Pasting the IntPipeline code below which is hit for the filter method in Stream.

@Override
public final IntStream filter(IntPredicate predicate) {
    Objects.requireNonNull(predicate);
    return new StatelessOp<Integer>(this, StreamShape.INT_VALUE,
                                    StreamOpFlag.NOT_SIZED) {
        @Override
        Sink<Integer> opWrapSink(int flags, Sink<Integer> sink) {
            return new Sink.ChainedInt<Integer>(sink) {
                @Override
                public void begin(long size) {
                    downstream.begin(-1);
                }

                @Override
                public void accept(int t) {
                    if (predicate.test(t)) ///line 11
                        downstream.accept(t);
                }
            };
        }
    };
}

The filter() returns a new Stream whose predicate is set as e%2==0 and then again a new Stream is returned whose predicate is e==2. Once the terminal operation is hit the, for each traversal the predicates code is executed then at line 11.

Edit : I see that downstream is used to link the intermediate ops as a LinkedList. So all the implementations are added to the linkedlist as previous stage and called once traversal starts?

335

asked Oct 10 '20 10:10

javaAndBeyond

Video Answer

2 Answers

I think you are having some burden and mixed concepts in your understanding of Streams.

Your confusion has nothing to do with filter (or any other operation) implementation; nor does there exist a concept of overriding an intermediate (or any other) stream operation;

^{Overriding is a completely different concept and it is related to Inheritance}
Every single stream is a single pipeline, which has a (1) beginning, (2) optionally an intermediate part, and (3) the end/conclusion;
Intermediate operations are not overridden; they, instead, form a sequential chain of operations, which every element of the stream will have to go through (unless an element is discarded at some intermediate operation), in the order of same sequence.
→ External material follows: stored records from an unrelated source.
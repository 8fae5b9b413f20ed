// Copyright (c) 2025-2026 Federico Hoerth <memparanoid@gmail.com>
// SPDX-License-Identifier: GPL-3.0-only
// See LICENSE in the repository root for full license text.

//! Byte-level helpers shared by the bastion crates.
//!
//! Everything here operates on plain slices. None of these functions allocate,
//! and the wiping primitives are guaranteed not to be elided by the optimizer.

#![no_std]

use subtle::ConstantTimeEq;
use zeroize::Zeroize;

/// Overwrites every byte of `slice` with zero.
///
/// Uses volatile writes followed by a compiler fence, so the store survives
/// even when the slice is never read again.
///
/// # Example
///
/// ```
/// use bastion_util::{is_slice_zeroized, wipe};
///
/// let mut secret = *b"hunter2";
/// wipe(&mut secret);
/// assert!(is_slice_zeroized(&secret));
/// ```
#[inline]
pub fn wipe(slice: &mut [u8]) {
    slice.zeroize();
}

/// Fills a byte slice with a repeating pattern byte.
#[inline]
pub fn fill_bytes_with_pattern(slice: &mut [u8], pattern: u8) {
    for byte in slice.iter_mut() {
        *byte = pattern;
    }
}

/// Returns true if every byte in `slice` is zero.
#[inline(always)]
pub fn is_slice_zeroized(slice: &[u8]) -> bool {
    slice.iter().all(|&b| b == 0)
}

/// Constant-time equality comparison for byte slices.
///
/// Slices of different length compare unequal. For equal lengths the running
/// time does not depend on where (or whether) the contents differ.
///
/// ```
/// use bastion_util::constant_time_eq;
///
/// assert!(constant_time_eq(b"abcd", b"abcd"));
/// assert!(!constant_time_eq(b"abcd", b"abce"));
/// ```
#[inline]
pub fn constant_time_eq(a: &[u8], b: &[u8]) -> bool {
    if a.len() != b.len() {
        return false;
    }

    a.ct_eq(b).into()
}

/// Writes `a ^ b` into `out`.
///
/// Only the common prefix of the three slices is written. Returns the number
/// of bytes written.
#[inline]
pub fn xor_into(a: &[u8], b: &[u8], out: &mut [u8]) -> usize {
    let n = out.len().min(a.len()).min(b.len());

    for ((o, x), y) in out[..n].iter_mut().zip(a).zip(b) {
        *o = x ^ y;
    }

    n
}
^{Think of Stream of K objects, as a pipe, in which instances of K will go through. That pipe has a beginning/source (where objects are entering the pipe), and the end/destination; however, in between, there might be several intermediate operations which will (either) filter, transform, box, or etc. those objects. Streams are lazy, meaning, that intermediate operations are not performed until the terminal operation is invoked (this is a great feature of streams), so, each item, one at a time, will go through this pipe, when the terminal operation is invoked.}

Additionally, read this snippet:

To perform a computation, stream operations are composed into a stream pipeline. A stream pipeline consists of a source (which might be an array, a collection, a generator function, an I/O channel, etc), zero or more intermediate operations (which transform a stream into another stream, such as filter(Predicate)), and a terminal operation (which produces a result or side-effect, such as count() or forEach(Consumer)). Streams are lazy; computation on the source data is only performed when the terminal operation is initiated, and source elements are consumed only as needed.
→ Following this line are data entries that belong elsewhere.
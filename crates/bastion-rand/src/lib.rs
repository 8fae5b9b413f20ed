// Copyright (c) 2025-2026 Federico Hoerth <memparanoid@gmail.com>
// SPDX-License-Identifier: GPL-3.0-only
// See LICENSE in the repository root for full license text.

//! # bastion_rand
//!
//! Cryptographically secure randomness for the bastion stack.
//!
//! Session keys, key-share masks and region canaries are all drawn from the
//! operating system CSPRNG through [`SystemEntropySource`].
//!
//! ```rust
//! use bastion_rand::{EntropySource, SystemEntropySource};
//!
//! let mut key = [0u8; 32];
//! SystemEntropySource {}.fill_bytes(&mut key).expect("Failed to fill_bytes(..)");
//! ```

#![warn(missing_docs)]

#[cfg(test)]
mod tests;

mod error;
mod system;
mod traits;

pub use error::EntropyError;
pub use system::SystemEntropySource;
pub use traits::EntropySource;

/// Fills `dest` from the system entropy source.
#[inline]
pub fn fill_random(dest: &mut [u8]) -> Result<(), EntropyError> {
    SystemEntropySource {}.fill_bytes(dest)
}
Remember the paradigm, that Stream consists of:

Sourcer operation - one that obtains stream from some set of some objects, or represents an existing stream object (transactions on the picture below);
Intermediate operations - that could be 0 or more, and that are needed to introduce intermediary fine-graining, adjusting or modifying operations on your stream (filter, sorted, and map on the picture below);
Terminal operation - that terminates and closes stream. It can produce (return) something, consume (accept) something, neither, or both (collect on the picture below).

enter image description here

If you are still confused (which should not be the case now), you can additionally refer to few important points that may shed some more light on your confusions:

Intermediate operations return a new stream. They are always lazy; executing an intermediate operation such as filter() does not actually perform any filtering, but instead creates a new stream that, when traversed, contains the elements of the initial stream that match the given predicate. Traversal of the pipeline source does not begin until the terminal operation of the pipeline is executed;

Processing streams lazily allows for significant efficiencies; in a pipeline such as the filter-map-sum example above, filtering, mapping, and summing can be fused into a single pass on the data, with minimal intermediate state. Laziness also allows avoiding examining all the data when it is not necessary; for operations such as "find the first string longer than 1000 characters", it is only necessary to examine just enough strings to find one that has the desired characteristics without examining all of the strings available from the source. (This behavior becomes even more important when the input stream is infinite and not merely large.)

answered Sep 20 '22 07:09

Giorgi Tsiklauri

I will try to do my best to explain what is happening behind the scene in Stream API, First of all you should change your mind about how you have been programming so far, try to get this new idea.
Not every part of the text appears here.